#### [TASK OBJECTIVE]
The lines from the top of the data down to the line with "overwrite) put the" should be repeated exactly, both ends included.

#### [Stored data entries]
- - - -
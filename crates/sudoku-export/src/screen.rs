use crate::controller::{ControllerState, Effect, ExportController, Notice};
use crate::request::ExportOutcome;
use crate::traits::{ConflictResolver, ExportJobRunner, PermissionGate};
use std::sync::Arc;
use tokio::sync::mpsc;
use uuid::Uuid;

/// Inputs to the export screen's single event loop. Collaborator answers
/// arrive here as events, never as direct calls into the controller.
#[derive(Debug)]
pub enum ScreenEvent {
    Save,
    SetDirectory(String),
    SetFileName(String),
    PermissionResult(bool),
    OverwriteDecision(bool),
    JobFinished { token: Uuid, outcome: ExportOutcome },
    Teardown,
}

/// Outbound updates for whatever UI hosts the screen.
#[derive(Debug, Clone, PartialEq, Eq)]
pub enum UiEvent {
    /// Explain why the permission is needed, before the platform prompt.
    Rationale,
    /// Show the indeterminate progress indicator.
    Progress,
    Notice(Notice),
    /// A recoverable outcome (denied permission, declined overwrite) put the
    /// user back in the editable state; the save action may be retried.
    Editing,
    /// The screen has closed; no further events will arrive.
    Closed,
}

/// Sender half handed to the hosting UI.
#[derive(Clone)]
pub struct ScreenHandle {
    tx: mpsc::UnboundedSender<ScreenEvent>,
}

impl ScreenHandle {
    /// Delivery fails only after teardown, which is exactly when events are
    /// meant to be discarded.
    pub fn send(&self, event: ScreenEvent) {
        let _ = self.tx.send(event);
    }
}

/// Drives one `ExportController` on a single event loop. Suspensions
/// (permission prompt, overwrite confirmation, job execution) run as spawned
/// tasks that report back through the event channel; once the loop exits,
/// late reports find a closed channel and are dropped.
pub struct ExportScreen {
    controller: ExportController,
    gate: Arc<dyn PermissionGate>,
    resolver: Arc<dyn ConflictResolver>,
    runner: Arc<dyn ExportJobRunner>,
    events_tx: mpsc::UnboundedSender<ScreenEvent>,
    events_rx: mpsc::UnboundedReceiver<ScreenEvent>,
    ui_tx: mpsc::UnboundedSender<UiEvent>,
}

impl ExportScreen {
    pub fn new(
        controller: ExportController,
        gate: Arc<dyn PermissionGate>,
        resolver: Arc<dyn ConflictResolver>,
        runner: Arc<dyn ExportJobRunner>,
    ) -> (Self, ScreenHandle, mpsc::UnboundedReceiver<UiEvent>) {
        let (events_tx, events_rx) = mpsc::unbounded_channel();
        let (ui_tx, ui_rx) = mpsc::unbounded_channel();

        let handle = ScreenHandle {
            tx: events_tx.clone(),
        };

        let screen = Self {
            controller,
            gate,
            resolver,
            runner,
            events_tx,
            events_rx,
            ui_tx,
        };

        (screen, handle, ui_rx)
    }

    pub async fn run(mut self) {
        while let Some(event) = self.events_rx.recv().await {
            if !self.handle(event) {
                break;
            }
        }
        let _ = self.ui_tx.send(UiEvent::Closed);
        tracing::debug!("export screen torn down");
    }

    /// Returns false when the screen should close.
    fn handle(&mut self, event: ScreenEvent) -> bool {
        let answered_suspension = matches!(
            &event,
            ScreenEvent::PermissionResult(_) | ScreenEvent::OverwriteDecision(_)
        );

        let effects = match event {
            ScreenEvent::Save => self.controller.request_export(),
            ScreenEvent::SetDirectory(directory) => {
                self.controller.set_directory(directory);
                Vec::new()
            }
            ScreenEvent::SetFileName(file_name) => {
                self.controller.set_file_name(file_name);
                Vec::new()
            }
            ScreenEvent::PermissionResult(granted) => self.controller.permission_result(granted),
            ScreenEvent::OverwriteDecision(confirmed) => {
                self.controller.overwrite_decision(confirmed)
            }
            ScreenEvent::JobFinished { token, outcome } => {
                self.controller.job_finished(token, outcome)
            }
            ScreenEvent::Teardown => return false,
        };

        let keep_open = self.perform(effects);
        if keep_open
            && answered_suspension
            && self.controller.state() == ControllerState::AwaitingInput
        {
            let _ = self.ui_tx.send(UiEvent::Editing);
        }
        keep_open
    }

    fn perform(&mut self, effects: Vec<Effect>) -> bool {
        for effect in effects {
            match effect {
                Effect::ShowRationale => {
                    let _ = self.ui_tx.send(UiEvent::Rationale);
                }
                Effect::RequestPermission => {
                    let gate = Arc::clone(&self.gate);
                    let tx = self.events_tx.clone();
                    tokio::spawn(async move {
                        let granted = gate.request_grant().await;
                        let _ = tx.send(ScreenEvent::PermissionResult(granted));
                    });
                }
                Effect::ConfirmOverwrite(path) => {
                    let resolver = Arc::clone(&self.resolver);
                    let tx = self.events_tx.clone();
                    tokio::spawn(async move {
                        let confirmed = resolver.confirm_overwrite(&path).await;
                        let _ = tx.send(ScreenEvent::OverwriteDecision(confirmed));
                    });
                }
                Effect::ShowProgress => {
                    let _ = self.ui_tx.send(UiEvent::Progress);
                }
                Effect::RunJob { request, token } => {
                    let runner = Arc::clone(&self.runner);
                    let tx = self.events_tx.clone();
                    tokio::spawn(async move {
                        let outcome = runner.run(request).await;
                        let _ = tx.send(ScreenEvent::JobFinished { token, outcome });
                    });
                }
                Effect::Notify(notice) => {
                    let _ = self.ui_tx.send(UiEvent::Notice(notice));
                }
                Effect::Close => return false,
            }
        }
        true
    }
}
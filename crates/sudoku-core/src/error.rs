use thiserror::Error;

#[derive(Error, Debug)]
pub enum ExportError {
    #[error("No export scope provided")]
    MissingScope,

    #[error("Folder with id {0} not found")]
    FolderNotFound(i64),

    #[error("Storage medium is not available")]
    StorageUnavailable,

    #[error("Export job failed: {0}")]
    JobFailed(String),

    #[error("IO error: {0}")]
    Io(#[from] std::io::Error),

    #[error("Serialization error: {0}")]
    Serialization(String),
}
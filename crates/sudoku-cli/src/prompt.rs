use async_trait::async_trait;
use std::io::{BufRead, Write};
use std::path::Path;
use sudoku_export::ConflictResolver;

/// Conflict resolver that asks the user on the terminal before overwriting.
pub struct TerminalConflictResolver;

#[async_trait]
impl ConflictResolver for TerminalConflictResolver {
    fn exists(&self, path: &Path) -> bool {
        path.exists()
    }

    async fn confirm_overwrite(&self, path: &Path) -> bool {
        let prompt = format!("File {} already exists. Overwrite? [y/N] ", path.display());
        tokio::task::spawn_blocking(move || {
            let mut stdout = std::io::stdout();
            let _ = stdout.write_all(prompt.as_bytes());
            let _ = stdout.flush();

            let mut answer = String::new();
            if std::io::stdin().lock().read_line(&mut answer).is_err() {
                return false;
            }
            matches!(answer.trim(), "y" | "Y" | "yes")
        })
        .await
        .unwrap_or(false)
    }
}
- - - -
#### [EXERCISE OUTPUT]
filename crates/sudoku-export/src/screen.rs
use crate::controller::{ControllerState, Effect, ExportController, Notice};
use crate::request::ExportOutcome;
use crate::traits::{ConflictResolver, ExportJobRunner, PermissionGate};
use std::sync::Arc;
use tokio::sync::mpsc;
use uuid::Uuid;

/// Inputs to the export screen's single event loop. Collaborator answers
/// arrive here as events, never as direct calls into the controller.
#[derive(Debug)]
pub enum ScreenEvent {
    Save,
    SetDirectory(String),
    SetFileName(String),
    PermissionResult(bool),
    OverwriteDecision(bool),
    JobFinished { token: Uuid, outcome: ExportOutcome },
    Teardown,
}

/// Outbound updates for whatever UI hosts the screen.
#[derive(Debug, Clone, PartialEq, Eq)]
pub enum UiEvent {
    /// Explain why the permission is needed, before the platform prompt.
    Rationale,
    /// Show the indeterminate progress indicator.
    Progress,
    Notice(Notice),
    /// A recoverable outcome (denied permission, declined overwrite) put the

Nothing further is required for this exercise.